The aforesaid reasonings will squarely suit in the present position of law, as well, as is obvious from the provision of law under Section 465, Cr.P.C. Once the trial was proceeded and concluded the party has to make out that there was, in fact, failure of justice. 

In the said circumstances, I am of the view that it is an eminently fit case where a further investigation, to obviate a possible prejudice and also to enable the court to find out the truth and to do real and substantial justice, has to be ordered. I do not propose to issue any specific direction regarding the manner or aspects in which further investigation is to be conducted. In the circumstances, there will be a direction to the investigating officer in Crime No. 327 of 2010 of Nadakkavu Police Station to conduct a further investigation taking note of the observations made hereinbefore.

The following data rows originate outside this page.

//! In-memory snapshot of every record in an opened store

mod record;

pub use record::Record;
pub(crate) use record::FoldedText;

use std::ops::Index;
use std::sync::Arc;

/// Ordered, immutable set of records in the engine's native key order.
///
/// Cloning is cheap and shares the records, so the index can be handed to
/// background search threads without copying. There is no mutation API: a
/// reopen builds a new index and the old one is dropped once the last clone
/// goes away.
#[derive(Debug, Clone)]
pub struct RecordIndex {
    records: Arc<[Record]>,
}

impl RecordIndex {
    pub fn empty() -> Self {
        Self {
            records: Arc::from(Vec::new()),
        }
    }

    pub fn from_records(records: Vec<Record>) -> Self {
        Self {
            records: Arc::from(records),
        }
    }

    pub fn len(&self) -> usize {
        self.records.len()
    }

    pub fn is_empty(&self) -> bool {
        self.records.is_empty()
    }

    pub fn get(&self, position: usize) -> Option<&Record> {
        self.records.get(position)
    }

    pub fn iter(&self) -> std::slice::Iter<'_, Record> {
        self.records.iter()
    }

    pub(crate) fn as_slice(&self) -> &[Record] {
        &self.records
    }

    /// Whether both handles refer to the same snapshot
    pub fn same_snapshot(&self, other: &RecordIndex) -> bool {
        Arc::ptr_eq(&self.records, &other.records)
    }

    /// Sum of raw key and value sizes
    pub fn total_bytes(&self) -> usize {
        self.records
            .iter()
            .map(|r| r.key_bytes().len() + r.value_bytes().len())
            .sum()
    }
}

impl Default for RecordIndex {
    fn default() -> Self {
        Self::empty()
    }
}

impl Index<usize> for RecordIndex {
    type Output = Record;

    fn index(&self, position: usize) -> &Record {
        &self.records[position]
    }
}

impl<'a> IntoIterator for &'a RecordIndex {
    type Item = &'a Record;
    type IntoIter = std::slice::Iter<'a, Record>;

    fn into_iter(self) -> Self::IntoIter {
        self.iter()
    }
}

#[cfg(test)]
mod tests {
    use super::*;

    #[test]
    fn test_index_preserves_order() {
        let index = RecordIndex::from_records(vec![
            Record::new("a", "1"),
            Record::new("b", "2"),
            Record::new("c", "3"),
        ]);
        let keys: Vec<_> = index.iter().map(|r| r.key_display().into_owned()).collect();
        assert_eq!(keys, ["a", "b", "c"]);
        assert_eq!(index.len(), 3);
        assert_eq!(index[1].value_display(), "2");
    }

    #[test]
    fn test_clone_shares_snapshot() {
        let index = RecordIndex::from_records(vec![Record::new("a", "1")]);
        let other = index.clone();
        assert!(index.same_snapshot(&other));
        assert!(!index.same_snapshot(&RecordIndex::from_records(vec![Record::new("a", "1")])));
    }

    #[test]
    fn test_empty_index() {
        let index = RecordIndex::empty();
        assert!(index.is_empty());
        assert!(index.get(0).is_none());
        assert_eq!(index.total_bytes(), 0);
    }
}
//! Access to the on-disk key-value store.
//!
//! The engine itself is reached through the [`StoreEngine`] / [`StoreHandle`]
//! traits so the session logic does not depend on a particular binding:
//!
//! - [`leveldb`] - LevelDB directories via `rusty-leveldb`
//! - [`memory`] - In-memory stores with scriptable faults (tests, benchmarks)
//! - [`session`] - One open connection plus error classification
//!
//! Closing a store is dropping its handle.

mod error;
pub mod leveldb;
pub mod memory;
pub mod session;

pub use error::{EngineError, EngineErrorKind, OpenError, RepairError};
pub use leveldb::LevelDbEngine;
pub use memory::{Health, MemoryEngine, MemoryStore};
pub use session::StoreSession;

use std::path::Path;

/// Opens and repairs stores of one engine type
pub trait StoreEngine {
    type Handle: StoreHandle;

    /// Open an existing store; must never create one
    fn open(&self, path: &Path) -> Result<Self::Handle, EngineError>;

    /// Run the engine's offline repair on a closed store
    fn repair(&self, path: &Path) -> Result<(), EngineError>;
}

/// An open store
pub trait StoreHandle {
    /// Visit every entry in ascending key order, first to last
    fn for_each_entry(&mut self, visit: &mut dyn FnMut(&[u8], &[u8])) -> Result<(), EngineError>;
}
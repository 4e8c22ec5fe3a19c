use anyhow::{anyhow, Context, Result};
use clap::{Parser, Subcommand};
use env_logger::{Builder, Env, Target};
use ldbview::index::RecordIndex;
use ldbview::output::{self, DumpOptions};
use ldbview::query::filter_with_threshold;
#[cfg(feature = "interactive")]
use ldbview::query::SearchConfig;
use ldbview::session::resolve_store_path;
use ldbview::store::{LevelDbEngine, StoreSession};
use ldbview::utils::progress::Spinner;
use ldbview::utils::{get_config_path, get_log_path, AppConfig};
use log::{warn, LevelFilter};
use std::fs::OpenOptions;
use std::path::{Path, PathBuf};

#[derive(Parser)]
#[command(name = "ldbview")]
#[command(about = "Terminal-first LevelDB viewer with incremental search and repair")]
struct Cli {
    #[command(subcommand)]
    command: Option<Commands>,

    /// Database directory (or a file inside it) to open
    path: Option<PathBuf>,

    /// Initial filter query
    #[arg(short, long)]
    query: Option<String>,

    /// Quiet period after the last keystroke before filtering (overrides config)
    #[arg(long, global = true)]
    debounce_ms: Option<u64>,
}

#[derive(Subcommand)]
enum Commands {
    /// Browse a database interactively (default)
    View {
        /// Database directory (or a file inside it)
        path: Option<PathBuf>,

        /// Initial filter query
        #[arg(short, long)]
        query: Option<String>,
    },
    /// Print the records of a database
    Dump {
        /// Database directory (or a file inside it)
        path: PathBuf,

        /// Only print records matching this query
        #[arg(short, long)]
        query: Option<String>,

        /// Print keys and values as hex
        #[arg(long)]
        hex: bool,

        /// Print one JSON object per line
        #[arg(long, conflicts_with = "hex")]
        json: bool,

        /// Stop after this many records
        #[arg(short = 'n', long)]
        limit: Option<usize>,

        /// Disable colored output
        #[arg(long)]
        no_color: bool,
    },
    /// Count the records of a database
    Count {
        /// Database directory (or a file inside it)
        path: PathBuf,

        /// Only count records matching this query
        #[arg(short, long)]
        query: Option<String>,
    },
    /// Repair a corrupted database in place
    Repair {
        /// Database directory (or a file inside it)
        path: PathBuf,

        /// Reopen the database afterwards and report its record count
        #[arg(long)]
        verify: bool,
    },
    /// Show the configuration file
    Config {
        /// Write the current settings, defaults included, to the config file
        #[arg(long)]
        write_defaults: bool,
    },
}

fn main() -> Result<()> {
    let cli = Cli::parse();

    let interactive = matches!(cli.command, None | Some(Commands::View { .. }));
    init_logging(interactive);

    let mut config = AppConfig::load().unwrap_or_else(|e| {
        warn!("using default configuration: {:#}", e);
        AppConfig::default()
    });
    if let Some(ms) = cli.debounce_ms {
        config.debounce_ms = ms;
    }

    match cli.command {
        Some(Commands::View { path, query }) => {
            run_viewer(&config, path, query)?;
        }
        Some(Commands::Dump {
            path,
            query,
            hex,
            json,
            limit,
            no_color,
        }) => {
            let path = resolve_store_path(&path);
            let index = load(&path)?;
            let view = filter_with_threshold(
                &index,
                query.as_deref().unwrap_or(""),
                config.parallel_filter_threshold,
            );
            let options = DumpOptions {
                hex,
                json,
                limit,
                color: !no_color,
            };
            output::print_records(view.iter(), &options)?;
        }
        Some(Commands::Count { path, query }) => {
            let path = resolve_store_path(&path);
            let index = load(&path)?;
            let query = query.unwrap_or_default();
            let view = filter_with_threshold(&index, &query, config.parallel_filter_threshold);
            output::print_count(view.len(), index.len(), !query.trim().is_empty())?;
        }
        Some(Commands::Repair { path, verify }) => {
            let path = resolve_store_path(&path);
            repair(&path, verify)?;
        }
        Some(Commands::Config { write_defaults }) => {
            let config_path = get_config_path()?;
            if write_defaults {
                config.save()?;
                println!("Wrote {}", config_path.display());
            } else {
                println!("# {}", config_path.display());
                println!("{}", serde_json::to_string_pretty(&config)?);
            }
        }
        None => {
            run_viewer(&config, cli.path, cli.query)?;
        }
    }

    Ok(())
}

/// Log to stderr, or to the log file while the TUI owns the terminal
fn init_logging(interactive: bool) {
    let default_level = if interactive { "info" } else { "warn" };
    let mut builder = Builder::from_env(Env::default().default_filter_or(default_level));
    builder.format_timestamp_millis();

    if interactive {
        let file = get_log_path().and_then(|path| {
            OpenOptions::new()
                .create(true)
                .append(true)
                .open(&path)
                .with_context(|| format!("Failed to open log file {}", path.display()))
        });
        match file {
            Ok(file) => {
                builder.target(Target::Pipe(Box::new(file)));
            }
            Err(_) => {
                builder.filter_level(LevelFilter::Off);
            }
        }
    }

    let _ = builder.try_init();
}

#[cfg(feature = "interactive")]
fn run_viewer(config: &AppConfig, path: Option<PathBuf>, query: Option<String>) -> Result<()> {
    use ldbview::session::SessionController;

    let search = SearchConfig {
        debounce: config.debounce(),
        parallel_threshold: config.parallel_filter_threshold,
        cache_size: config.search_cache_size,
    };
    let session = SessionController::new(LevelDbEngine::new(), search)
        .context("Failed to start store worker")?;
    ldbview::tui::run(session, path, query, config.show_hex)
}

#[cfg(not(feature = "interactive"))]
fn run_viewer(_config: &AppConfig, _path: Option<PathBuf>, _query: Option<String>) -> Result<()> {
    Err(anyhow!(
        "ldbview was built without the `interactive` feature; use dump or count"
    ))
}

/// Open a database and load every record
fn load(path: &Path) -> Result<RecordIndex> {
    let spinner = Spinner::start(format!("Loading {}", path.display()));
    let mut session = StoreSession::new(LevelDbEngine::new());
    let result = session.open(path);
    spinner.finish();

    result.map_err(|e| {
        if e.is_corruption() {
            anyhow!(
                "{}: {}\nThe database looks corrupted; try `ldbview repair {}`",
                path.display(),
                e,
                path.display()
            )
        } else {
            anyhow!("{}: {}", path.display(), e)
        }
    })
}

fn repair(path: &Path, verify: bool) -> Result<()> {
    let spinner = Spinner::start(format!("Repairing {}", path.display()));
    let mut session = StoreSession::new(LevelDbEngine::new());
    let result = session.repair(path);
    spinner.finish();
    result.with_context(|| format!("Could not repair {}", path.display()))?;

    println!("Repaired {}", path.display());

    if verify {
        let index = load(path)?;
        println!("{} entries readable", index.len());
    }

    Ok(())
}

Till a report under section 173(8), Cr.P.C. is filed before the court all further proceedings in C.C.No.887 of 2010 shall stand stayed. The investigating officer shall conduct further investigation and file a report, in accordance with law, as expeditiously as possible and upon such filing of further report proceedings in C.C.No.887 of 2010 shall be continued, in accordance with law. 

This revision petition is disposed of, accordingly.